The Miracle Berry - time_management
http://news.bbc.co.uk/2/hi/uk_news/magazine/7367548.stm

======
zasz
Hah, we had a party at our college dorm. We ordered 80 of these and someone
brought in goat cheese, limes, lemons, grapefruit juice, sourdough bread and a
few other things. The goat cheese tasted like ice cream, the limes and lemons
like limeade and lemonade, the grapefruit juice tasted like one of those
generic fruit punches, and the sourdough bread tasted pretty normal. The
effect lasted about half an hour. I don't think the taste of beer changed at
all. I highly recommend miracle berries for an awesome party.

------
zain
Thinkgeek sells the extract in tablet form:
<http://www.thinkgeek.com/caffeine/candy/ab3f/>

Has anyone tried it? I've always wanted to try the effects of the miracle
berry and it seems like a cheap way to do so.

------
KirinDave
Man, the BBC really loves to let people rail against the FDA.

The reality is that if this berry has a theraputic effect it needs to be
tested and proven safe. "Anecdotal evidence from Africa" really isn't a great
idea. And industrial espionage in the flavor industry isn't new, it's
commonplace, so reading into a burglary for a potential flavor breakthrough
seems a little absurd.

In any event, it seems to be legal to sell in the states now.

------
timcederman
I love how often this thing gets rediscovered.

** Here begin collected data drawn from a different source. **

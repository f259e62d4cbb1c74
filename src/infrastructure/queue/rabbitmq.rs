use anyhow::{Result, anyhow};
use async_trait::async_trait;
use lapin::{
    message::Delivery, options::*, types::FieldTable, BasicProperties, Channel, Connection,
    ConnectionProperties, Consumer,
};
use std::sync::Arc;
use tokio::sync::Mutex;
use tracing::{info, warn};

use super::{Acknowledge, MessagePublisher};

#[derive(Clone)]
pub struct RabbitMqService {
    url: String,
    conn: Arc<Mutex<Connection>>,
    channel: Arc<Mutex<Channel>>,
}

impl RabbitMqService {
    async fn connect(url: &str) -> Result<(Connection, Channel)> {
        info!("Connecting to RabbitMQ");
        let conn = Connection::connect(url, ConnectionProperties::default())
            .await
            .map_err(|e| anyhow!("Failed to connect to RabbitMQ: {}", e))?;

        let channel = conn
            .create_channel()
            .await
            .map_err(|e| anyhow!("Failed to create channel: {}", e))?;

        channel
            .confirm_select(ConfirmSelectOptions::default())
            .await
            .map_err(|e| anyhow!("Failed to enable publisher confirms: {}", e))?;

        info!("Connected to RabbitMQ");
        Ok((conn, channel))
    }

    pub async fn new(url: &str) -> Result<Self> {
        let (conn, channel) = Self::connect(url).await?;

        Ok(Self {
            url: url.to_string(),
            conn: Arc::new(Mutex::new(conn)),
            channel: Arc::new(Mutex::new(channel)),
        })
    }

    async fn reconnect(&self) -> Result<()> {
        warn!("RabbitMQ connection dropped, reconnecting...");
        let (conn, channel) = Self::connect(&self.url).await?;
        *self.conn.lock().await = conn;
        *self.channel.lock().await = channel;
        Ok(())
    }

    async fn declare(channel: &Channel, queue: &str) -> Result<()> {
        channel
            .queue_declare(
                queue,
                QueueDeclareOptions {
                    durable: true,
                    ..QueueDeclareOptions::default()
                },
                FieldTable::default(),
            )
            .await
            .map_err(|e| anyhow!("Failed to declare queue {}: {}", queue, e))?;
        Ok(())
    }

    async fn publish_internal(&self, queue: &str, payload: &[u8]) -> Result<()> {
        let channel = self.channel.lock().await;

        Self::declare(&channel, queue).await?;

        let confirmation = channel
            .basic_publish(
                "",
                queue,
                BasicPublishOptions::default(),
                payload,
                BasicProperties::default().with_delivery_mode(2), // Persistent
            )
            .await
            .map_err(|e| anyhow!("Failed to publish message: {}", e))?
            .await
            .map_err(|e| anyhow!("Failed to confirm publication: {}", e))?;

        if confirmation.is_nack() {
            return Err(anyhow!("Broker rejected message for queue {}", queue));
        }

        Ok(())
    }

    /// Starts consuming `queue` on a dedicated channel, with at most
    /// `prefetch` unacknowledged deliveries outstanding.
    pub async fn consume(
        &self,
        queue: &str,
        consumer_tag: &str,
        prefetch: u16,
    ) -> Result<Consumer> {
        let channel = self
            .conn
            .lock()
            .await
            .create_channel()
            .await
            .map_err(|e| anyhow!("Failed to create consumer channel: {}", e))?;

        Self::declare(&channel, queue).await?;

        channel
            .basic_qos(prefetch, BasicQosOptions::default())
            .await
            .map_err(|e| anyhow!("Failed to set prefetch: {}", e))?;

        let consumer = channel
            .basic_consume(
                queue,
                consumer_tag,
                BasicConsumeOptions::default(),
                FieldTable::default(),
            )
            .await
            .map_err(|e| anyhow!("Failed to create consumer: {}", e))?;

        info!(queue, consumer_tag, prefetch, "Consumer registered");
        Ok(consumer)
    }
}

#[async_trait]
impl MessagePublisher for RabbitMqService {
    async fn publish(&self, queue: &str, payload: &[u8]) -> Result<()> {
        if let Err(e) = self.publish_internal(queue, payload).await {
            warn!("RabbitMQ publish failed: {}. Retrying after reconnect.", e);
            self.reconnect().await?;
            self.publish_internal(queue, payload).await?;
        }

        Ok(())
    }
}

#[async_trait]
impl Acknowledge for Delivery {
    async fn ack(&self) -> Result<()> {
        self.acker
            .ack(BasicAckOptions::default())
            .await
            .map(|_| ())
            .map_err(|e| anyhow!("Failed to ack message: {}", e))
    }
}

A buddy of mine ordered a bunch of seeds from Australia, but sadly none grew.

------
jenhsun
Tablets of taste-modifying 'miracle fruit' go on sale in Japan:
<http://www.tmcnet.com/usubmit/2006/jan/1287541.htm> The "Miracle farm" in
Taiwan <http://www.miracle-fruit-senyuh.com.tw/farm.htm> I'm Taiwanese and
have no idea this farm's existing in 10 years after I saw this news and do my
research for it.

------
tdonia
we had some unintended guests and so were 1 berry short and had to share. at
first, we weren't sure if it was even going to work. and then, suddenly, it
did. guinness & sorbet mixed into wonderful. straight tabasco sauce. straight
white vinegar. all sorts of fruits. the occasional cheese. the effects lasted
around an hour, at the end of which it became clear that although the mouth
can enjoy these things, our stomachs maybe less so. we never made it to the
birthday cake.

anyone try the thinkgeek extract? i'd very much like to introduce more people
to this but the poor durability of the actual berries has made it problematic.

------
quellhorst
We had a party with these berries but I was the only person it had no effect
on. Everything pretty much tasted the same.